//! Defines a `Ctbn`, a continuous-time Bayesian network: a directed graph of discrete variables
//! where each variable evolves as a Markov jump process whose rates depend on the current states
//! of its parents.

use crate::cim::Cim;
use crate::graph::{DiGraph, NodeId};
use crate::init::Initialization;
use crate::util::{CtbnError, Result};
use crate::variable::{DiscreteVariable, Instantiation};

use bidir_map::BidirMap;
use indexmap::IndexMap;
use rand::{thread_rng, Rng};
use serde::{Deserialize, Serialize};

use std::fmt;


/// Represents a continuous-time Bayesian network.
///
/// # Representation
/// Every node owns a `DiscreteVariable` and its `Cim`. An arc ```U -> X``` exists in the graph if
/// and only if ```U``` is a parent dimension of the `Cim` of ```X```; `add_arc` and `erase_arc`
/// keep both views in agreement.
pub struct Ctbn {

    /// The dependency graph
    graph: DiGraph,

    /// The variable of each node, in insertion order
    variables: IndexMap<NodeId, DiscreteVariable>,

    /// The conditional intensity matrix of each node
    cims: IndexMap<NodeId, Cim>,

    /// The names of each node. This is a two way lookup ```(NodeId->Name)``` and
    /// ```(Name->NodeId)```
    names: BidirMap<NodeId, String>

}


/// Anything that designates a node of a `Ctbn`: its id or its name.
pub trait NodeKey {

    /// Resolve the key to a node id of `model`
    ///
    /// # Errors
    /// * `CtbnError::NotFound` if the node does not exist
    fn node_id(&self, model: &Ctbn) -> Result<NodeId>;

}


impl NodeKey for NodeId {

    fn node_id(&self, model: &Ctbn) -> Result<NodeId> {
        if model.variables.contains_key(self) {
            Ok(*self)
        } else {
            Err(CtbnError::NotFound(format!("node {}", self)))
        }
    }

}


impl NodeKey for str {

    fn node_id(&self, model: &Ctbn) -> Result<NodeId> {
        model.names
             .get_by_second(&String::from(self))
             .cloned()
             .ok_or_else(|| CtbnError::NotFound(format!("variable {}", self)))
    }

}


impl NodeKey for String {

    fn node_id(&self, model: &Ctbn) -> Result<NodeId> {
        self.as_str().node_id(model)
    }

}


impl<'a, T: NodeKey + ?Sized> NodeKey for &'a T {

    fn node_id(&self, model: &Ctbn) -> Result<NodeId> {
        (**self).node_id(model)
    }

}


/// The persisted form of a `Ctbn`
///
/// * `nodes`: the fast specification of every variable, in node order
/// * `parents`: for every variable, the names of its parents in the dimension order of its `Cim`
/// * `cim`: for every variable, the row-major values of its `Cim`
#[derive(Clone, Debug, PartialEq, Serialize, Deserialize)]
pub struct CtbnState {

    pub nodes: Vec<String>,

    pub parents: IndexMap<String, Vec<String>>,

    pub cim: IndexMap<String, Vec<f64>>

}


impl Default for Ctbn {

    fn default() -> Self {
        Ctbn::new()
    }

}


impl Ctbn {

    /// An empty `Ctbn`
    pub fn new() -> Self {
        Ctbn {
            graph: DiGraph::new(),
            variables: IndexMap::new(),
            cims: IndexMap::new(),
            names: BidirMap::new()
        }
    }

    /// Add a variable to the network, with a zero `Cim` and no parents.
    ///
    /// # Errors
    /// * `CtbnError::InvalidArgument` if the name is empty, already used, or shaped like a
    ///   from/to name
    pub fn add(&mut self, var: DiscreteVariable) -> Result<NodeId> {
        let name = var.name().to_string();

        if name.is_empty() || ! Cim::is_parent(&name) {
            return Err(CtbnError::InvalidArgument(format!("'{}' is not a valid variable name", name)));
        }

        if self.names.get_by_second(&name).is_some() {
            return Err(CtbnError::InvalidArgument(format!("the name {} is already used", name)));
        }

        let cim = Cim::for_variable(&var)?;
        let id = self.graph.add_node();

        self.variables.insert(id, var);
        self.cims.insert(id, cim);
        self.names.insert(id, name);

        Ok(id)
    }

    /// Add the arc ```tail -> head```: `tail` becomes a parent dimension of the `Cim` of `head`.
    /// Adding an existing arc does nothing.
    ///
    /// # Errors
    /// * `CtbnError::NotFound` if one of the ends does not exist
    /// * `CtbnError::InvalidArgument` for a self-loop
    pub fn add_arc<T: NodeKey, H: NodeKey>(&mut self, tail: T, head: H) -> Result<()> {
        let tail = tail.node_id(self)?;
        let head = head.node_id(self)?;

        if self.graph.exists_arc(tail, head) {
            return Ok(());
        }

        self.graph.add_arc(tail, head)?;

        let var = self.variable(tail)?.clone();
        let added = match self.cims.get_mut(&head) {
            Some(cim) => cim.add(var),
            None => Err(CtbnError::NotFound(format!("node {}", head)))
        };

        if let Err(e) = added {
            self.graph.erase_arc(tail, head)?;
            return Err(e);
        }

        Ok(())
    }

    /// Remove the arc ```tail -> head``` and the parent dimension it stands for.
    ///
    /// # Errors
    /// * `CtbnError::NotFound` if one of the ends does not exist
    /// * `CtbnError::InvalidArgument` if `tail` is not a parent of `head`
    pub fn erase_arc<T: NodeKey, H: NodeKey>(&mut self, tail: T, head: H) -> Result<()> {
        let tail = tail.node_id(self)?;
        let head = head.node_id(self)?;
        let name = self.name(tail)?.to_string();

        let cim = self.cim_mut(head)?;
        if ! cim.parents().contains(&name) {
            return Err(CtbnError::InvalidArgument(format!("{} is not a parent of node {}", name, head)));
        }

        cim.remove(&name)?;
        self.graph.erase_arc(tail, head)
    }

    /// The id of a node
    pub fn node<K: NodeKey>(&self, key: K) -> Result<NodeId> {
        key.node_id(self)
    }

    /// The name of a node
    pub fn name<K: NodeKey>(&self, key: K) -> Result<&str> {
        let id = key.node_id(self)?;
        self.names
            .get_by_first(&id)
            .map(|n| n.as_str())
            .ok_or_else(|| CtbnError::NotFound(format!("node {}", id)))
    }

    pub fn variable<K: NodeKey>(&self, key: K) -> Result<&DiscreteVariable> {
        let id = key.node_id(self)?;
        self.variables.get(&id).ok_or_else(|| CtbnError::NotFound(format!("node {}", id)))
    }

    pub fn cim<K: NodeKey>(&self, key: K) -> Result<&Cim> {
        let id = key.node_id(self)?;
        self.cims.get(&id).ok_or_else(|| CtbnError::NotFound(format!("node {}", id)))
    }

    /// A mutable view of the `Cim` of a node. The parent dimensions must be changed through
    /// `add_arc` and `erase_arc` only.
    pub fn cim_mut<K: NodeKey>(&mut self, key: K) -> Result<&mut Cim> {
        let id = key.node_id(self)?;
        self.cims.get_mut(&id).ok_or_else(|| CtbnError::NotFound(format!("node {}", id)))
    }

    pub fn labels<K: NodeKey>(&self, key: K) -> Result<&[String]> {
        Ok(self.variable(key)?.labels())
    }

    pub fn parents<K: NodeKey>(&self, key: K) -> Result<Vec<NodeId>> {
        self.graph.parents(key.node_id(self)?)
    }

    pub fn children<K: NodeKey>(&self, key: K) -> Result<Vec<NodeId>> {
        self.graph.children(key.node_id(self)?)
    }

    /// The names of the parents of a node, in the dimension order of its `Cim`
    pub fn parent_names<K: NodeKey>(&self, key: K) -> Result<Vec<String>> {
        Ok(self.cim(key)?
               .variables()
               .iter()
               .map(|v| v.name())
               .filter(|n| Cim::is_parent(n))
               .map(String::from)
               .collect())
    }

    /// The node ids, in insertion order
    pub fn nodes(&self) -> Vec<NodeId> {
        self.variables.keys().cloned().collect()
    }

    /// The node names, in insertion order
    pub fn names(&self) -> Vec<&str> {
        self.variables.values().map(|v| v.name()).collect()
    }

    /// The node variables, in insertion order
    pub fn variables(&self) -> Vec<&DiscreteVariable> {
        self.variables.values().collect()
    }

    pub fn arcs(&self) -> Vec<(NodeId, NodeId)> {
        self.graph.arcs()
    }

    pub fn exists_arc<T: NodeKey, H: NodeKey>(&self, tail: T, head: H) -> Result<bool> {
        Ok(self.graph.exists_arc(tail.node_id(self)?, head.node_id(self)?))
    }

    /// The number of nodes
    pub fn size(&self) -> usize {
        self.variables.len()
    }

    pub fn is_empty(&self) -> bool {
        self.variables.is_empty()
    }

    /// An instantiation of every node variable, all in their first state
    pub fn complete_instantiation(&self) -> Instantiation {
        let mut inst = Instantiation::new();
        for v in self.variables.values() {
            inst.set(v.name(), 0);
        }
        inst
    }

    /// An instantiation of every node variable and of its from/to pair, all in their first state
    pub fn full_instantiation(&self) -> Instantiation {
        let mut inst = self.complete_instantiation();
        for v in self.variables.values() {
            inst.set(&Cim::var_i(v.name()), 0);
            inst.set(&Cim::var_j(v.name()), 0);
        }
        inst
    }

    /// The persisted form of this `Ctbn`
    pub fn state(&self) -> CtbnState {
        let mut parents = IndexMap::new();
        let mut cim = IndexMap::new();

        for (id, var) in self.variables.iter() {
            if let Some(c) = self.cims.get(id) {
                let ps = c.variables()
                          .iter()
                          .map(|v| v.name())
                          .filter(|n| Cim::is_parent(n))
                          .map(String::from)
                          .collect();
                parents.insert(var.name().to_string(), ps);
                cim.insert(var.name().to_string(), c.to_vec());
            }
        }

        CtbnState {
            nodes: self.variables.values().map(|v| v.to_fast_spec()).collect(),
            parents,
            cim
        }
    }

    /// Rebuild a `Ctbn` from its persisted form. Nodes are added in the stored order, then the
    /// arcs of every node are replayed in the stored order, then the `Cim`s are filled.
    pub fn from_state(state: &CtbnState) -> Result<Self> {
        let mut model = Ctbn::new();

        for spec in state.nodes.iter() {
            model.add(DiscreteVariable::from_fast_spec(spec)?)?;
        }

        for (head, parents) in state.parents.iter() {
            for tail in parents {
                model.add_arc(tail.as_str(), head.as_str())?;
            }
        }

        for (name, values) in state.cim.iter() {
            model.cim_mut(name.as_str())?.fill_from(values)?;
        }

        Ok(model)
    }

    pub fn to_json(&self) -> Result<String> {
        Ok(serde_json::to_string(&self.state())?)
    }

    pub fn from_json(json: &str) -> Result<Self> {
        let state: CtbnState = serde_json::from_str(json)?;
        Ctbn::from_state(&state)
    }

}


impl Clone for Ctbn {

    fn clone(&self) -> Self {
        let mut names = BidirMap::new();
        for (id, var) in self.variables.iter() {
            names.insert(*id, var.name().to_string());
        }

        Ctbn {
            graph: self.graph.clone(),
            variables: self.variables.clone(),
            cims: self.cims.clone(),
            names
        }
    }

}


impl fmt::Debug for Ctbn {

    fn fmt(&self, f: &mut fmt::Formatter) -> fmt::Result {
        f.debug_struct("Ctbn")
         .field("variables", &self.variables)
         .field("arcs", &self.graph.arcs())
         .field("cims", &self.cims)
         .finish()
    }

}


/// An implementation of the [builder pattern] for creating a `Ctbn`.
///
/// The first error raised while building is kept and returned by `build`. The `Cim`
/// initializations are applied once every arc is in place.
///
/// [builder pattern]: https://en.wikipedia.org/wiki/Builder_pattern
pub struct CtbnBuilder<'a> {

    /// The network being built
    model: Ctbn,

    /// The pending initializations, by variable name
    inits: Vec<(String, Initialization<'a>)>,

    /// The error state of the builder
    err: Option<CtbnError>

}


impl<'a> Default for CtbnBuilder<'a> {

    fn default() -> Self {
        CtbnBuilder::new()
    }

}


impl<'a> CtbnBuilder<'a> {

    /// Construct a new `CtbnBuilder` representing an empty `Ctbn`
    pub fn new() -> Self {
        CtbnBuilder { model: Ctbn::new(), inits: Vec::new(), err: None }
    }

    /// Add a variable to the `Ctbn`
    pub fn with_variable(mut self, var: DiscreteVariable) -> Self {
        if self.err.is_none() {
            if let Err(e) = self.model.add(var) {
                self.err = Some(e);
            }
        }
        self
    }

    /// Add the arc ```tail -> head```. Both variables must already be in the `Ctbn`.
    pub fn with_arc(mut self, tail: &str, head: &str) -> Self {
        if self.err.is_none() {
            if let Err(e) = self.model.add_arc(tail, head) {
                self.err = Some(e);
            }
        }
        self
    }

    /// Initialize the `Cim` of `name`
    pub fn with_cim(mut self, name: &str, init: Initialization<'a>) -> Self {
        self.inits.push((String::from(name), init));
        self
    }

    /// Complete building the model, drawing random rates from the thread RNG.
    ///
    /// # Postcondition
    /// This call consumes the `CtbnBuilder`
    pub fn build(self) -> Result<Ctbn> {
        self.build_using(&mut thread_rng())
    }

    /// Complete building the model
    pub fn build_using<R: Rng + ?Sized>(self, rng: &mut R) -> Result<Ctbn> {
        if let Some(e) = self.err {
            return Err(e);
        }

        let mut model = self.model;
        for (name, init) in self.inits {
            init.build_using(model.cim_mut(name.as_str())?, rng)?;
        }

        Ok(model)
    }

}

TASK DIRECTIONS: Please reproduce, exactly as they appear above, the lines from the line containing "inst.set(v.name(), 0);" up to and including the line containing "pub fn full_instantiation(&self)".

REPLY TO THE EXERCISE:
            inst.set(v.name(), 0);
        }
        inst
    }

    /// An instantiation of every node variable and of its from/to pair, all in their first state
    pub fn full_instantiation(&self) -> Instantiation {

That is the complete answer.